* [Aim of the task]: Transcribe the entries, keeping every character the same.

* [Source material]:
────────
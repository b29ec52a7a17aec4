//! Line Store: ingestion of raw script text into cleaned lines.
//!
//! Ingestion runs once per open. Each raw line is optionally
//! whitespace-compressed, checked against the comment rules, optionally
//! trimmed, and kept together with its original 1-based line number.
//! Blank lines, comment-only lines, and lines that become blank after a
//! trailing comment is stripped never reach the store.
//!
//! Comment markers are `#`, `//` and `--`. A marker only counts outside
//! single/double quotes and when it sits at the start of the line or right
//! after whitespace, so `http://host` and `"a # b"` survive intact.

use crate::error::ScanError;
use crate::source::{RefKind, SourceRef};
use std::io::Read;
use std::path::Path;

/// One cleaned line, tagged with the raw line number it came from.
#[derive(Debug, Clone, PartialEq, Eq)]
pub struct Line {
    pub number: usize,
    pub text: String,
}

/// Immutable ordered sequence of cleaned lines.
#[derive(Debug, Clone)]
pub struct LineStore {
    source: String,
    lines: Vec<Line>,
}

/// Collapse every run of whitespace to a single space.
fn compress_whitespace(line: &str) -> String {
    let mut out = String::with_capacity(line.len());
    let mut in_run = false;
    for ch in line.chars() {
        if ch.is_whitespace() {
            if !in_run {
                out.push(' ');
            }
            in_run = true;
        } else {
            out.push(ch);
            in_run = false;
        }
    }
    out
}

/// Find the byte offset where a comment starts, if any.
///
/// Quote state is tracked so markers inside `'...'` or `"..."` are ignored.
fn comment_start(line: &str) -> Option<usize> {
    let mut in_single = false;
    let mut in_double = false;
    let mut after_ws = true;
    let mut iter = line.char_indices().peekable();

    while let Some((i, ch)) = iter.next() {
        match ch {
            '\'' if !in_double => in_single = !in_single,
            '"' if !in_single => in_double = !in_double,
            '#' if !in_single && !in_double && after_ws => return Some(i),
            '/' | '-' if !in_single && !in_double && after_ws => {
                if iter.peek().map(|&(_, c)| c) == Some(ch) {
                    return Some(i);
                }
            }
            _ => {}
        }
        after_ws = ch.is_whitespace();
    }
    None
}

/// Clean one raw line; `None` means the line is dropped.
fn clean_line(raw: &str, trim: bool, compress: bool) -> Option<String> {
    let line = if compress {
        compress_whitespace(raw)
    } else {
        raw.to_string()
    };

    let line = match comment_start(&line) {
        Some(0) => return None,
        Some(at) => line[..at].to_string(),
        None => line,
    };
    if line.trim().is_empty() {
        return None;
    }

    if trim {
        Some(line.trim().to_string())
    } else {
        Some(line)
    }
}

impl LineStore {
    /// Build a store from already-loaded text.
    pub fn from_text(source: &str, text: &str, trim: bool, compress: bool) -> Self {
        let mut lines = Vec::new();
        for (idx, raw) in text.lines().enumerate() {
            if let Some(cleaned) = clean_line(raw, trim, compress) {
                lines.push(Line {
                    number: idx + 1,
                    text: cleaned,
                });
            }
        }
        LineStore {
            source: source.to_string(),
            lines,
        }
    }

    pub fn from_path(path: &Path, trim: bool, compress: bool) -> Result<Self, ScanError> {
        let name = path.display().to_string();
        if !path.exists() {
            return Err(ScanError::NotFound {
                resource: name,
                state: "(open)".to_string(),
            });
        }
        let text = std::fs::read_to_string(path)?;
        Ok(Self::from_text(&name, &text, trim, compress))
    }

    pub fn from_reader<R: Read>(
        source: &str,
        mut reader: R,
        trim: bool,
        compress: bool,
    ) -> Result<Self, ScanError> {
        let mut text = String::new();
        reader.read_to_string(&mut text)?;
        Ok(Self::from_text(source, &text, trim, compress))
    }

    /// Resolve a parsed `[?][@!]name` reference.
    ///
    /// A missing optional resource yields an empty store; a missing
    /// required one is a `NotFound` error. Object references cannot be
    /// opened here at all.
    pub fn from_ref(sref: &SourceRef, trim: bool, compress: bool) -> Result<Self, ScanError> {
        if sref.kind == RefKind::Object {
            return Err(ScanError::Unresolvable(sref.name.clone()));
        }
        if !sref.exists() {
            if sref.optional {
                return Ok(Self::empty(&sref.name));
            }
            return Err(ScanError::NotFound {
                resource: sref.name.clone(),
                state: "(open)".to_string(),
            });
        }
        Self::from_path(Path::new(&sref.name), trim, compress)
    }

    pub fn empty(source: &str) -> Self {
        LineStore {
            source: source.to_string(),
            lines: Vec::new(),
        }
    }

    pub fn source(&self) -> &str {
        &self.source
    }

    pub fn len(&self) -> usize {
        self.lines.len()
    }

    pub fn is_empty(&self) -> bool {
        self.lines.is_empty()
    }

    pub fn get(&self, index: usize) -> Option<&Line> {
        self.lines.get(index)
    }

    pub fn lines(&self) -> impl Iterator<Item = &Line> {
        self.lines.iter()
    }
}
────────
* [Exercise result]:
repository b29ec52a7a17aec4
//! Line Store: ingestion of raw script text into cleaned lines.
//!
//! Ingestion runs once per open. Each raw line is optionally
//! whitespace-compressed, checked against the comment rules, optionally
//! trimmed, and kept together with its original 1-based line number.
//! Blank lines, comment-only lines, and lines that become blank after a
//! trailing comment is stripped never reach the store.
//!
//! Comment markers are `#`, `//` and `--`. A marker only counts outside
//! single/double quotes and when it sits at the start of the line or right
//! after whitespace, so `http://host` and `"a # b"` survive intact.

use crate::error::ScanError;
use crate::source::{RefKind, SourceRef};
use std::io::Read;
use std::path::Path;

/// One cleaned line, tagged with the raw line number it came from.
#[derive(Debug, Clone, PartialEq, Eq)]
pub struct Line {
    pub number: usize,
    pub text: String,
}

/// Immutable ordered sequence of cleaned lines.
#[derive(Debug, Clone)]
pub struct LineStore {
    source: String,
    lines: Vec<Line>,
}

/// Collapse every run of whitespace to a single space.
fn compress_whitespace(line: &str) -> String {
    let mut out = String::with_capacity(line.len());
    let mut in_run = false;
    for ch in line.chars() {
        if ch.is_whitespace() {
            if !in_run {
                out.push(' ');
            }
            in_run = true;
        } else {
            out.push(ch);
            in_run = false;
        }
    }
    out
}

/// Find the byte offset where a comment starts, if any.
///
/// Quote state is tracked so markers inside `'...'` or `"..."` are ignored.
fn comment_start(line: &str) -> Option<usize> {
    let mut in_single = false;
    let mut in_double = false;
    let mut after_ws = true;
    let mut iter = line.char_indices().peekable();

    while let Some((i, ch)) = iter.next() {
        match ch {
            '\'' if !in_double => in_single = !in_single,
            '"' if !in_single => in_double = !in_double,
            '#' if !in_single && !in_double && after_ws => return Some(i),
            '/' | '-' if !in_single && !in_double && after_ws => {
                if iter.peek().map(|&(_, c)| c) == Some(ch) {
                    return Some(i);
                }
            }
            _ => {}
        }
        after_ws = ch.is_whitespace();
    }
    None
}

/// Clean one raw line; `None` means the line is dropped.
fn clean_line(raw: &str, trim: bool, compress: bool) -> Option<String> {
    let line = if compress {
        compress_whitespace(raw)
    } else {
        raw.to_string()
    };

    let line = match comment_start(&line) {
        Some(0) => return None,
        Some(at) => line[..at].to_string(),
        None => line,
    };
    if line.trim().is_empty() {
        return None;
    }

    if trim {
        Some(line.trim().to_string())
    } else {
        Some(line)
    }
}

impl LineStore {
    /// Build a store from already-loaded text.
    pub fn from_text(source: &str, text: &str, trim: bool, compress: bool) -> Self {
        let mut lines = Vec::new();
        for (idx, raw) in text.lines().enumerate() {
            if let Some(cleaned) = clean_line(raw, trim, compress) {
                lines.push(Line {
                    number: idx + 1,
                    text: cleaned,
                });
            }
        }
        LineStore {
            source: source.to_string(),
            lines,
        }
    }

    pub fn from_path(path: &Path, trim: bool, compress: bool) -> Result<Self, ScanError> {
        let name = path.display().to_string();
        if !path.exists() {
            return Err(ScanError::NotFound {
                resource: name,
                state: "(open)".to_string(),
            });
        }
        let text = std::fs::read_to_string(path)?;
        Ok(Self::from_text(&name, &text, trim, compress))
    }

    pub fn from_reader<R: Read>(
        source: &str,
        mut reader: R,
        trim: bool,
        compress: bool,
    ) -> Result<Self, ScanError> {
        let mut text = String::new();
        reader.read_to_string(&mut text)?;
        Ok(Self::from_text(source, &text, trim, compress))
    }

    /// Resolve a parsed `[?][@!]name` reference.
    ///
    /// A missing optional resource yields an empty store; a missing
    /// required one is a `NotFound` error. Object references cannot be
    /// opened here at all.
    pub fn from_ref(sref: &SourceRef, trim: bool, compress: bool) -> Result<Self, ScanError> {
        if sref.kind == RefKind::Object {
            return Err(ScanError::Unresolvable(sref.name.clone()));
        }
        if !sref.exists() {
            if sref.optional {
                return Ok(Self::empty(&sref.name));
            }
            return Err(ScanError::NotFound {
                resource: sref.name.clone(),
                state: "(open)".to_string(),
            });
        }
        Self::from_path(Path::new(&sref.name), trim, compress)
    }

    pub fn empty(source: &str) -> Self {
        LineStore {
            source: source.to_string(),
            lines: Vec::new(),
        }
    }

    pub fn source(&self) -> &str {
        &self.source
    }

    pub fn len(&self) -> usize {
        self.lines.len()
    }

    pub fn is_empty(&self) -> bool {
        self.lines.is_empty()
    }

    pub fn get(&self, index: usize) -> Option<&Line> {
        self.lines.get(index)
    }

    pub fn lines(&self) -> impl Iterator<Item = &Line> {
        self.lines.iter()
    }
}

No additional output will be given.